Sunday, July 8, 2007
some things He's shown me...
Tonight, I had the precious joy of watching my younger sister marry. I've spent months preparing for it, and yet, in the last ten days, have had to re-evaluate what it means to stand up for one's sibling in such a ceremony, what it means to celebrate commitment to another, and how I would ever do either. I have to tell you that the Lord is revealing new things to me all the time, one of which is that cliches are cliches because they often hold great truth. People talk about the 'power of prayer' and of course it's even scriptural that we can have a "peace that passes understanding," but until you have tapped into that, it's hard to buy it. I confess it now freely because I believe Conor and I have been witnesses and partakers in such a power and peace. As I said, God keeps finding it somehow important for me to stumble across new truths - some of which, I'm sure for you, aren't new at all. And so, at one a.m., the urge to write them down compels me to share with now.

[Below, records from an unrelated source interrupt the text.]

// SPDX-License-Identifier: MIT
// Copyright 2026 Roland Dreier <roland@rolandd.dev>

//! Scheduler cycle tests.
//!
//! These tests verify that:
//! 1. One runner failing (error or panic) does not stop the others
//! 2. A failing runner list aborts the cycle without touching rows
//! 3. Only one cycle is in flight, even when a manual caller goes away

use runner_stats::db::{MemoryStore, StatisticsStore};
use runner_stats::models::{PeriodKey, PeriodKind};
use runner_stats::services::{StatisticsAggregator, StatisticsScheduler};
use std::sync::Arc;
use std::time::Duration;

mod common;
use common::{anchor, record, Fault, FaultyRecordStore};

fn seeded_store() -> Arc<MemoryStore> {
    let store = Arc::new(MemoryStore::new());
    store.insert_record(record("a1", "A", anchor(), 30, 5.0));
    store.insert_record(record("b1", "B", anchor(), 45, 7.5));
    store.insert_record(record("c1", "C", anchor(), 60, 10.0));
    store
}

fn faulty_scheduler(store: Arc<MemoryStore>, fault: Fault) -> StatisticsScheduler {
    let records = Arc::new(FaultyRecordStore {
        inner: store.clone(),
        runner: "B".to_string(),
        fault,
    });
    let aggregator = Arc::new(StatisticsAggregator::new(records, store));
    StatisticsScheduler::new(aggregator, Duration::from_secs(3600), 2)
}

async fn assert_anchor_rows(store: &MemoryStore, runner: &str, expected: usize) {
    let mut found = 0;
    for kind in PeriodKind::ALL {
        let key = PeriodKey::resolve(kind, anchor());
        if store.find_statistics(runner, &key).await.unwrap().is_some() {
            found += 1;
        }
    }
    assert_eq!(found, expected, "rows for runner {}", runner);
}

#[tokio::test]
async fn test_failing_runner_does_not_block_others() {
    let store = seeded_store();
    let scheduler = faulty_scheduler(store.clone(), Fault::Error);

    let report = scheduler.run_cycle_at(anchor()).await;

    assert_eq!(report.runners, 3);
    assert_eq!(report.succeeded, 2);
    assert_eq!(report.failed, vec!["B".to_string()]);
    assert!(!report.listing_failed);

    assert_anchor_rows(&store, "A", 3).await;
    assert_anchor_rows(&store, "B", 0).await;
    assert_anchor_rows(&store, "C", 3).await;
}

#[tokio::test]
async fn test_panicking_runner_does_not_block_others() {
    let store = seeded_store();
    let scheduler = faulty_scheduler(store.clone(), Fault::Panic);

    let report = scheduler.run_cycle_at(anchor()).await;

    assert_eq!(report.succeeded, 2);
    assert_eq!(report.failed, vec!["B".to_string()]);

    assert_anchor_rows(&store, "A", 3).await;
    assert_anchor_rows(&store, "C", 3).await;
}

#[tokio::test]
async fn test_runner_listing_failure_skips_cycle() {
    let offline = Arc::new(common::test_db_offline());
    let aggregator = Arc::new(StatisticsAggregator::new(offline.clone(), offline));
    let scheduler = StatisticsScheduler::new(aggregator, Duration::from_secs(3600), 4);

    let report = scheduler.run_cycle_now().await;

    assert!(report.listing_failed);
    assert_eq!(report.runners, 0);
    assert_eq!(report.succeeded, 0);
}

#[tokio::test]
async fn test_upsert_failure_is_reported_per_runner() {
    let store = seeded_store();
    let aggregator = Arc::new(StatisticsAggregator::new(
        store,
        common::offline_statistics(),
    ));
    let scheduler = StatisticsScheduler::new(aggregator, Duration::from_secs(3600), 4);

    let report = scheduler.run_cycle_at(anchor()).await;

    assert_eq!(report.runners, 3);
    assert_eq!(report.succeeded, 0);
    assert_eq!(
        report.failed,
        vec!["A".to_string(), "B".to_string(), "C".to_string()]
    );
}

#[tokio::test]
async fn test_repeated_cycles_are_idempotent() {
    let store = seeded_store();
    let aggregator = Arc::new(StatisticsAggregator::new(store.clone(), store.clone()));
    let scheduler = StatisticsScheduler::new(aggregator, Duration::from_secs(3600), 4);
    let key = PeriodKey::resolve(PeriodKind::Weekly, anchor());

    scheduler.run_cycle_at(anchor()).await;
    let first = store.find_statistics("C", &key).await.unwrap().unwrap();

    scheduler.run_cycle_at(anchor()).await;
    let second = store.find_statistics("C", &key).await.unwrap().unwrap();

    assert_eq!(store.statistics_count(), 9);
    assert!(first.same_aggregates(&second));
    assert_eq!(first.created_at, second.created_at);
    assert_eq!(second.total_distance_km, 10.0);
}

#[tokio::test]
async fn test_concurrent_manual_triggers_serialize() {
    let store = seeded_store();
    let aggregator = Arc::new(StatisticsAggregator::new(store.clone(), store.clone()));
    let scheduler = Arc::new(StatisticsScheduler::new(
        aggregator,
        Duration::from_secs(3600),
        4,
    ));

    let (a, b) = tokio::join!(
        scheduler.run_cycle_at(anchor()),
        scheduler.run_cycle_at(anchor())
    );

    // Neither trigger is dropped; both run to completion one after the other.
    assert!(!a.skipped && !b.skipped);
    assert_eq!(a.succeeded, 3);
    assert_eq!(b.succeeded, 3);
    assert_eq!(store.statistics_count(), 9);
}

#[tokio::test]
async fn test_cancelled_manual_cycle_keeps_the_cycle_lock() {
    let store = seeded_store();
    let scheduler = faulty_scheduler(store.clone(), Fault::Delay(Duration::from_millis(300)));

    // The caller gives up long before runner B's lookups finish.
    let cancelled =
        tokio::time::timeout(Duration::from_millis(50), scheduler.run_cycle_at(anchor())).await;
    assert!(cancelled.is_err());

    // The abandoned cycle is still running, so a timer tick must not start another.
    let tick = scheduler.run_cycle().await;
    assert!(tick.skipped);

    // The abandoned cycle still completes B's three rows.
    for _ in 0..200 {
        if store.statistics_count() == 9 {
            break;
        }
        tokio::time::sleep(Duration::from_millis(10)).await;
    }
    assert_eq!(store.statistics_count(), 9);
    assert_anchor_rows(&store, "B", 3).await;

    // A manual trigger waits for the lock, then runs normally.
    let report = scheduler.run_cycle_at(anchor()).await;
    assert!(!report.skipped);
    assert_eq!(report.succeeded, 3);
}
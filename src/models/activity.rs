// SPDX-License-Identifier: MIT
// Copyright 2026 Roland Dreier <roland@rolandd.dev>

//! Raw running activity record, owned by the record store.

use chrono::{DateTime, Utc};
use serde::{Deserialize, Serialize};

use crate::services::metabolic;

/// One run logged by a runner.
#[derive(Debug, Clone, PartialEq, Serialize, Deserialize)]
pub struct ActivityRecord {
    /// Store-assigned record ID (also used as document ID)
    pub id: String,
    /// Runner display name (not unique per record)
    pub runner_name: String,
    /// Run duration in whole minutes
    pub duration_minutes: u32,
    /// Distance in kilometers
    pub distance_km: f64,
    /// Cadence in steps per minute
    pub cadence: u32,
    /// Peak heart rate in bpm
    pub max_heart_rate: u32,
    /// Peak speed in km/h
    pub max_speed_kmh: f64,
    /// When the run happened
    pub recorded_at: DateTime<Utc>,
}

impl ActivityRecord {
    /// Average speed over the run in km/h (0.0 for a zero duration).
    pub fn average_speed_kmh(&self) -> f64 {
        metabolic::average_speed_kmh(self.duration_minutes, self.distance_km)
    }

    /// Average pace in minutes per km (0.0 for a zero distance).
    pub fn pace_min_per_km(&self) -> f64 {
        if self.distance_km <= 0.0 {
            return 0.0;
        }
        f64::from(self.duration_minutes) / self.distance_km
    }

    /// Estimated calories burned.
    pub fn calories(&self) -> f64 {
        metabolic::calories_for_activity(self.duration_minutes, self.distance_km)
    }

    /// Run time as `"1h 5m"` or `"45m"`.
    pub fn formatted_run_time(&self) -> String {
        format_minutes(self.duration_minutes)
    }

    /// Pace as `"m:ss/km"`.
    pub fn formatted_pace(&self) -> String {
        format_pace(self.pace_min_per_km())
    }

    /// Calories rounded to a whole number, e.g. `"342 cal"`.
    pub fn formatted_calories(&self) -> String {
        format!("{} cal", metabolic::round_half_up(self.calories(), 0) as u64)
    }
}

/// Format a minute count as hours and minutes.
pub fn format_minutes(total_minutes: u32) -> String {
    let hours = total_minutes / 60;
    let minutes = total_minutes % 60;
    if hours > 0 {
        format!("{}h {}m", hours, minutes)
    } else {
        format!("{}m", minutes)
    }
}

/// Format a pace in minutes per km as `"m:ss/km"`, truncating seconds.
pub fn format_pace(min_per_km: f64) -> String {
    if !min_per_km.is_finite() || min_per_km <= 0.0 {
        return "0:00/km".to_string();
    }
    let minutes = min_per_km.trunc();
    let seconds = ((min_per_km - minutes) * 60.0) as u32;
    format!("{}:{:02}/km", minutes as u64, seconds)
}

#[cfg(test)]
mod tests {
    use super::*;
    use chrono::TimeZone;

    fn make_record(duration: u32, distance: f64) -> ActivityRecord {
        ActivityRecord {
            id: "r1".to_string(),
            runner_name: "A".to_string(),
            duration_minutes: duration,
            distance_km: distance,
            cadence: 170,
            max_heart_rate: 160,
            max_speed_kmh: 12.0,
            recorded_at: Utc.with_ymd_and_hms(2025, 3, 10, 7, 0, 0).unwrap(),
        }
    }

    #[test]
    fn test_zero_denominators_are_zero() {
        let record = make_record(0, 0.0);
        assert_eq!(record.average_speed_kmh(), 0.0);
        assert_eq!(record.pace_min_per_km(), 0.0);
        assert_eq!(record.calories(), 0.0);
        assert_eq!(record.formatted_pace(), "0:00/km");
    }

    #[test]
    fn test_formatted_run_time() {
        assert_eq!(make_record(0, 1.0).formatted_run_time(), "0m");
        assert_eq!(make_record(45, 1.0).formatted_run_time(), "45m");
        assert_eq!(make_record(65, 1.0).formatted_run_time(), "1h 5m");
    }

    #[test]
    fn test_formatted_pace() {
        // 33 minutes over 6 km = 5.5 min/km
        assert_eq!(make_record(33, 6.0).formatted_pace(), "5:30/km");
        assert_eq!(make_record(30, 5.0).formatted_pace(), "6:00/km");
    }

    #[test]
    fn test_formatted_calories() {
        // 341.8 rounds up to a whole number
        assert_eq!(make_record(30, 5.0).formatted_calories(), "342 cal");
        assert_eq!(make_record(60, 3.0).formatted_calories(), "441 cal");
        assert_eq!(make_record(0, 0.0).formatted_calories(), "0 cal");
    }

    #[test]
    fn test_serde_round_trip_keeps_timestamp() {
        let record = make_record(30, 5.0);
        let json = serde_json::to_string(&record).unwrap();
        let parsed: ActivityRecord = serde_json::from_str(&json).unwrap();
        assert_eq!(parsed, record);
    }
}
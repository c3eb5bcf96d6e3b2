//! # Record Stores
//!
//! Persistence capability used by the resource layer. A store only knows how
//! to read and write records of one [`Entity`] type by id; validation lives in
//! the resource layer.

use crate::entity::Entity;
use crate::error::Result;
use crate::schema::Fields;
use async_trait::async_trait;
use std::collections::BTreeMap;
use std::marker::PhantomData;
use tokio::sync::RwLock;

/// CRUD-by-id access to records of one entity type
#[async_trait]
pub trait RecordStore: Send + Sync + 'static {
    /// Record type held by this store
    type Record: Entity;

    /// All records, ordered by ascending id
    async fn find_all(&self) -> Result<Vec<Self::Record>>;

    /// The record with `id`, if any
    async fn find_by_id(&self, id: i64) -> Result<Option<Self::Record>>;

    /// Persist a new record built from complete cleaned fields and assign its id
    async fn insert(&self, fields: Fields) -> Result<Self::Record>;

    /// Overwrite an existing record
    ///
    /// Returns `false` if no record with that id exists any more.
    async fn update(&self, record: &Self::Record) -> Result<bool>;

    /// Remove a record
    ///
    /// Returns `false` if no record with that id existed.
    async fn delete(&self, id: i64) -> Result<bool>;

    /// The subset of `ids` with no matching record, in input order
    async fn missing_ids(&self, ids: &[i64]) -> Result<Vec<i64>>;
}

/// Existence check against another resource's store
///
/// Lets a resource validate reference fields without knowing the concrete
/// record type on the other end.
#[async_trait]
pub trait ReferenceLookup: Send + Sync {
    /// The subset of `ids` that do not resolve to a record
    async fn unresolved(&self, ids: &[i64]) -> Result<Vec<i64>>;
}

#[async_trait]
impl<S: RecordStore> ReferenceLookup for S {
    async fn unresolved(&self, ids: &[i64]) -> Result<Vec<i64>> {
        self.missing_ids(ids).await
    }
}

struct MemoryTable<E> {
    records: BTreeMap<i64, E>,
    last_id: i64,
}

/// In-process store backed by an ordered map
///
/// Ids start at 1 and are never reused. Deleting a record here does not
/// touch references held by other stores.
pub struct MemoryStore<E> {
    table: RwLock<MemoryTable<E>>,
    _record: PhantomData<fn() -> E>,
}

impl<E> Default for MemoryStore<E> {
    fn default() -> Self {
        Self {
            table: RwLock::new(MemoryTable {
                records: BTreeMap::new(),
                last_id: 0,
            }),
            _record: PhantomData,
        }
    }
}

impl<E> MemoryStore<E> {
    /// Create an empty store
    #[must_use]
    pub fn new() -> Self {
        Self::default()
    }

    /// Number of stored records
    pub async fn len(&self) -> usize {
        self.table.read().await.records.len()
    }

    /// Whether the store holds no records
    pub async fn is_empty(&self) -> bool {
        self.len().await == 0
    }
}

#[async_trait]
impl<E: Entity> RecordStore for MemoryStore<E> {
    type Record = E;

    async fn find_all(&self) -> Result<Vec<E>> {
        Ok(self.table.read().await.records.values().cloned().collect())
    }

    async fn find_by_id(&self, id: i64) -> Result<Option<E>> {
        Ok(self.table.read().await.records.get(&id).cloned())
    }

    async fn insert(&self, fields: Fields) -> Result<E> {
        let mut table = self.table.write().await;
        let id = table.last_id + 1;
        let record = E::from_fields(id, fields)?;
        table.last_id = id;
        table.records.insert(id, record.clone());
        Ok(record)
    }

    async fn update(&self, record: &E) -> Result<bool> {
        let mut table = self.table.write().await;
        match table.records.get_mut(&record.id()) {
            Some(slot) => {
                *slot = record.clone();
                Ok(true)
            }
            None => Ok(false),
        }
    }

    async fn delete(&self, id: i64) -> Result<bool> {
        Ok(self.table.write().await.records.remove(&id).is_some())
    }

    async fn missing_ids(&self, ids: &[i64]) -> Result<Vec<i64>> {
        let table = self.table.read().await;
        Ok(ids
            .iter()
            .copied()
            .filter(|id| !table.records.contains_key(id))
            .collect())
    }
}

1. Encouragement does not mean a shift in circumstances. Because Conor and I have received such dire news, there's a "sinking down" that you experience which, although I'm sure logistically could be lower, feels somehow totally hopeless on some levels - and therefore forces us to Jesus. I walk through each day clinging to Him... and I don't even really know what that means other than the fact that I drive my car around and have to say aloud occasionally, "God, I need you... Please get me through today." And He does. He doesn't change things... He doesn't necessarily make them better. But somehow, it's easier. That would be the "passing understanding" part of the peace. I can't explain it. But I do know that I have learned in just a few short days not to expect for that peace, whether directly from the Lord or via a friends' well-wishes, to come only at the price of a change in my landscape. Things look bleak. Things may continue to. But faith, hope and love do indeed endure.
2. I have believed, in my twenty-seven (almost twenty-eight now!) years of living, that I have understood despair. Perhaps not known it, but grasped it conceptually. How little I realized that despair is not a concept, not even an idea, most of us can fully interpret until we've felt it in our stomachs, breathed it in, tasted it on the air. I realized the other afternoon that it's much like sitting on the bottom of a lake, looking up at the waving surface: the people above can place their hands onto the water, feel it skim their fingertips, but until they are lodged at the bottom of that lake, it's difficult to fully know what it looks and feels like down below. I was one such person. And perhaps you are now. I don't enjoy being on the bottom of the lake. And I confess I pray never to be again (although I do know that's highly unlikely). But I can say this: things become remarkably clear down there. There isn't as much distraction. And perhaps the greatest blessing is that suddenly, you are knit together with a great portion of the world who often feels that they, too, are stuck at the bottom of that lake. Despair isn't circumstantial - how pesky our circumstances seem to be! - but rather universal. If we have not tasted it, I suspect we are not really living. I pray something in my eyes will forever give away that I, too, have had my share of "lower-lake-living", and that I can love people better for it.
3. My dad loves the song "September" by Earth Wind and Fire. Tonight, we danced to it with my sister, her new husband, and the rest of my gloriously large extended family. It was heaven. I tried to capture every image around me to stow away in my brain for a harder day - people bouncing, laughing, sweating, the music blaring, the sounds of joyful shouts ringing around me. Perhaps what was most precious was watching my incredibly energetic three year-old, at well toward 10 o'clock, boogying the night away. She imparts so much joy with so little effort. And that's what hit me: I had prayed for joy. You had prayed for joy. In the midst of a sorrowful time, a time when things feel so despondent, there can be joy. I choose it. Not for tomorrow, but for now. I cannot say what I will feel tomorrow and my soul tells me that I will probably find these words hard to bear down the road. But for the moment, I will gird myself up by saying that joy is a thing we must put on. God offers us the cloak... we must slip it over our shoulders. We may not have the opportunity to choose much in Copeland's life: her Christmas gifts, her school, her hair bows and dresses, the dailies of her schedule and the small trivialities that I must confess now I so long to hold onto. But we can choose the legacy of joy we leave her. I rejoice that even now, she will inherit more than heirlooms. My hope is that somehow, as Conor and I walk this journey, seeking to put on joy - and hope, and expectation, and acceptance - both of our girls will be blessed.